__EXERCISE INSTRUCTIONS__. The response must be made up of the lines in the entries below that contain "Connection".

__DATA__.
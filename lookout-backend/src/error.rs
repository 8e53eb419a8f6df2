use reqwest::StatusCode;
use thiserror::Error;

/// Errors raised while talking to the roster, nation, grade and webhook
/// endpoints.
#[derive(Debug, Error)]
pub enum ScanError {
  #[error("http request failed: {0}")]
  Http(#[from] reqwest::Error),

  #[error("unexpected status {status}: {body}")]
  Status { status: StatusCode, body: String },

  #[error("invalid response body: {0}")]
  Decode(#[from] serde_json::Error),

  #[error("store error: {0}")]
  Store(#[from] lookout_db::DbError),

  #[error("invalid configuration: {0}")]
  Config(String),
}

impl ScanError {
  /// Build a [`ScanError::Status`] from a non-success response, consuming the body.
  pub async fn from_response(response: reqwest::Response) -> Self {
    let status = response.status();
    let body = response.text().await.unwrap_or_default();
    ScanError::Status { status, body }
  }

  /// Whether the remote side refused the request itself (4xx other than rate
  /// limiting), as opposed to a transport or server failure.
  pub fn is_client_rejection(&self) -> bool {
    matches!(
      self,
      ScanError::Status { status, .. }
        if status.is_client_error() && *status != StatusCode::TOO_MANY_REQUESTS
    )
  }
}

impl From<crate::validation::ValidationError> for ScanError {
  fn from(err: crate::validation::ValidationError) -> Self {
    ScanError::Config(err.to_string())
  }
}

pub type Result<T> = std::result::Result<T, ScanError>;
--
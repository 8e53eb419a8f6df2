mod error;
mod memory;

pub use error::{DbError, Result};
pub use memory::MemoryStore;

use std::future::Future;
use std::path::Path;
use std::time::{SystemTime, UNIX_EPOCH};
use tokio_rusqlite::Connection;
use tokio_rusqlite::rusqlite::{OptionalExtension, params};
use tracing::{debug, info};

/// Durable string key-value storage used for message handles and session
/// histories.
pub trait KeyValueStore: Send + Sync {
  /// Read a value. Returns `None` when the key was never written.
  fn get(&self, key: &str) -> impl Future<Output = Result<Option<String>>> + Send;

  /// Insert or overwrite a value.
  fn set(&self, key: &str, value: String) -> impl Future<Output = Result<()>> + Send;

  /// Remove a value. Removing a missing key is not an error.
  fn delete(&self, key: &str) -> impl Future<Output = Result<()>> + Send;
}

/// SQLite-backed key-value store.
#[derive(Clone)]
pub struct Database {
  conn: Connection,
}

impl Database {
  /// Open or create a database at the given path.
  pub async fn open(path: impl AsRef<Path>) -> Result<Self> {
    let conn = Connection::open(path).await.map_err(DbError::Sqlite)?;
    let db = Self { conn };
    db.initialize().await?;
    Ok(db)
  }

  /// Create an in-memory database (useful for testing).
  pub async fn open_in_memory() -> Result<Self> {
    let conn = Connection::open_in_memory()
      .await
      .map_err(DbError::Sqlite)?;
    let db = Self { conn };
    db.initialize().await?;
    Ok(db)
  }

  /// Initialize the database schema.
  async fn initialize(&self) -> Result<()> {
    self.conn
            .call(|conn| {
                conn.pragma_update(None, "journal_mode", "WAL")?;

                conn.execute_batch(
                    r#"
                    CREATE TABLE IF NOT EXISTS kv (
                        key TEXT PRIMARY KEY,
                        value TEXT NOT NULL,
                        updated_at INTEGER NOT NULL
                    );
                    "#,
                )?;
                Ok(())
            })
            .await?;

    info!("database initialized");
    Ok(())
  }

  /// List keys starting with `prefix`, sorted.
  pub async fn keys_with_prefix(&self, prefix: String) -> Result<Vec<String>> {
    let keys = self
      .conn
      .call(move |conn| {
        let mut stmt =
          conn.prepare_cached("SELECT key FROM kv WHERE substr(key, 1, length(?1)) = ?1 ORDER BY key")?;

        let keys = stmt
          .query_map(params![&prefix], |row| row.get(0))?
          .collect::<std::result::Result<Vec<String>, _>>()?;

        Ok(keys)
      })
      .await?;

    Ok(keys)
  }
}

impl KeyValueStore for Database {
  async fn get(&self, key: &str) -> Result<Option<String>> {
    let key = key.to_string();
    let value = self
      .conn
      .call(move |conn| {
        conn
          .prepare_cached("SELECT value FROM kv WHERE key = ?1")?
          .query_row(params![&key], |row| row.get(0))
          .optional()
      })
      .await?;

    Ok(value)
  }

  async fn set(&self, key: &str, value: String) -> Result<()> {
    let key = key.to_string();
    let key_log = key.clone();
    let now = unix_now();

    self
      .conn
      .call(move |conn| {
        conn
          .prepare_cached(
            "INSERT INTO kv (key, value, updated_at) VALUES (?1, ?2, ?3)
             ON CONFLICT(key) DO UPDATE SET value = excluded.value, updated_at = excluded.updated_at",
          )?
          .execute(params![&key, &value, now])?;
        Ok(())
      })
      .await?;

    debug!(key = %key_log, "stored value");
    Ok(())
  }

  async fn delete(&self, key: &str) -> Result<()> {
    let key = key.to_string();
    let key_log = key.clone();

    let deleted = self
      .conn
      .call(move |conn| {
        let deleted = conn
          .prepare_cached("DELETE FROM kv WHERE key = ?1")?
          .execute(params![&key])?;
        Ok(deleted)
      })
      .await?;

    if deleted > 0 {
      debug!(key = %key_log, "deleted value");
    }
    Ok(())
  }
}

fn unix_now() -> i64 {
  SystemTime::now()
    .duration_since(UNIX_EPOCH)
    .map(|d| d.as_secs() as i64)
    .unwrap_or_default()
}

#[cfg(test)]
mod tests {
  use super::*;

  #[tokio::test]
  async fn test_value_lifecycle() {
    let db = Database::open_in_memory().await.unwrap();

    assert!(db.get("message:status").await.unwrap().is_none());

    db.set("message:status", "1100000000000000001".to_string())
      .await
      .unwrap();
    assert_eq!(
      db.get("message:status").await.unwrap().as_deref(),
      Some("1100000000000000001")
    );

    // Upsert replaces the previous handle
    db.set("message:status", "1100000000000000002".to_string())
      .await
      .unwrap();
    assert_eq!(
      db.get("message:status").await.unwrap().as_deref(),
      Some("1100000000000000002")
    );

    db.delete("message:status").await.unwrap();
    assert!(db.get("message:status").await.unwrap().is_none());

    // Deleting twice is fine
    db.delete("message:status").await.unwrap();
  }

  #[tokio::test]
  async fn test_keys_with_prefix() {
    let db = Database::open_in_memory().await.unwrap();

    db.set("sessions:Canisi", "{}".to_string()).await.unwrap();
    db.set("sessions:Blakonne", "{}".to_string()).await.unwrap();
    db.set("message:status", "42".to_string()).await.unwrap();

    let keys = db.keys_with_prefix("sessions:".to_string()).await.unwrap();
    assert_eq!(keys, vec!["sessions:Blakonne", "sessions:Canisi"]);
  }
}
--
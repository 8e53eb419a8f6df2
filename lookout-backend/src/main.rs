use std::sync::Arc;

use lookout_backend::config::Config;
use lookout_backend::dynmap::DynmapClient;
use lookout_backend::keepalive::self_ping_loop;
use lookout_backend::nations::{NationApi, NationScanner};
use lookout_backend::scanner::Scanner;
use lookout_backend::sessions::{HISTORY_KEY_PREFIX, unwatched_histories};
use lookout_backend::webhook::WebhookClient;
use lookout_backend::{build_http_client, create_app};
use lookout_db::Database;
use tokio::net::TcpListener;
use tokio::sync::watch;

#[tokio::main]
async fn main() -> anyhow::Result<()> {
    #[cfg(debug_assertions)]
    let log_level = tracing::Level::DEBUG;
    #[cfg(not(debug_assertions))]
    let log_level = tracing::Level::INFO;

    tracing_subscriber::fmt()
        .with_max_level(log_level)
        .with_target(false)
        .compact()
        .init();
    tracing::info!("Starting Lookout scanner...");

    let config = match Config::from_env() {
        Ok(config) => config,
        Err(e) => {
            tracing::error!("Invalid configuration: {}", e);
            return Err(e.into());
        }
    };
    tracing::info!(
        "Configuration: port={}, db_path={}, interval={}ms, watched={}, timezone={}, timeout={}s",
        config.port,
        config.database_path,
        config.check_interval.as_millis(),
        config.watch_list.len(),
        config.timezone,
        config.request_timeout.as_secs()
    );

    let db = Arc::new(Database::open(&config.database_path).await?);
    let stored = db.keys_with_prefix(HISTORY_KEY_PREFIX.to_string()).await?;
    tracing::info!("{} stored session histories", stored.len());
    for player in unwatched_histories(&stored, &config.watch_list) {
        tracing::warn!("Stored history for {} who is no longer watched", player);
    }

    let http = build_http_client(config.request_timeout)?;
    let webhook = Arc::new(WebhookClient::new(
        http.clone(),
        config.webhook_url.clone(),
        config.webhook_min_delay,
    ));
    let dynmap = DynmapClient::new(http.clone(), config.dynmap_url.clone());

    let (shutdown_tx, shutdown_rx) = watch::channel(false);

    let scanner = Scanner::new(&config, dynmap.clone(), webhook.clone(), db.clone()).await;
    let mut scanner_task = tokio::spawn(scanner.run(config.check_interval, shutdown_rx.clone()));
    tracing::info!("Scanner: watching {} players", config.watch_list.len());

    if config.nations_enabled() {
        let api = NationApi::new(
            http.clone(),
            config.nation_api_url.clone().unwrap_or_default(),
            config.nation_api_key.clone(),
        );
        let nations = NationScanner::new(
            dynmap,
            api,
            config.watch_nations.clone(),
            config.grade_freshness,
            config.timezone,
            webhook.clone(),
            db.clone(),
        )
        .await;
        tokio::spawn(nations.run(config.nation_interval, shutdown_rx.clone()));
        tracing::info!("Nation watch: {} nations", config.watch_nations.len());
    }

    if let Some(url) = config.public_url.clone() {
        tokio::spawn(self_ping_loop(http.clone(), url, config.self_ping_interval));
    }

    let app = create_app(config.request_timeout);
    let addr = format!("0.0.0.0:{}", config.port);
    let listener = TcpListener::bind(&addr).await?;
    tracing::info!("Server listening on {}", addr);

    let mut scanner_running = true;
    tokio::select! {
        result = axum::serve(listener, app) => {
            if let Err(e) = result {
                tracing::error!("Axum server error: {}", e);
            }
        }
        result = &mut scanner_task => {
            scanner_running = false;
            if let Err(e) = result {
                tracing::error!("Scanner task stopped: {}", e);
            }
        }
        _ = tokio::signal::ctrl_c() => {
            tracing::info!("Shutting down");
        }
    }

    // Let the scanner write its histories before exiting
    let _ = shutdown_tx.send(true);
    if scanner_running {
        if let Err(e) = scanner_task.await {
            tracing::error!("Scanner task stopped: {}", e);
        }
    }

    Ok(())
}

__SOLUTION TO THE EXERCISE__.
use tokio_rusqlite::Connection;
  conn: Connection,
    let conn = Connection::open(path).await.map_err(DbError::Sqlite)?;
    let conn = Connection::open_in_memory()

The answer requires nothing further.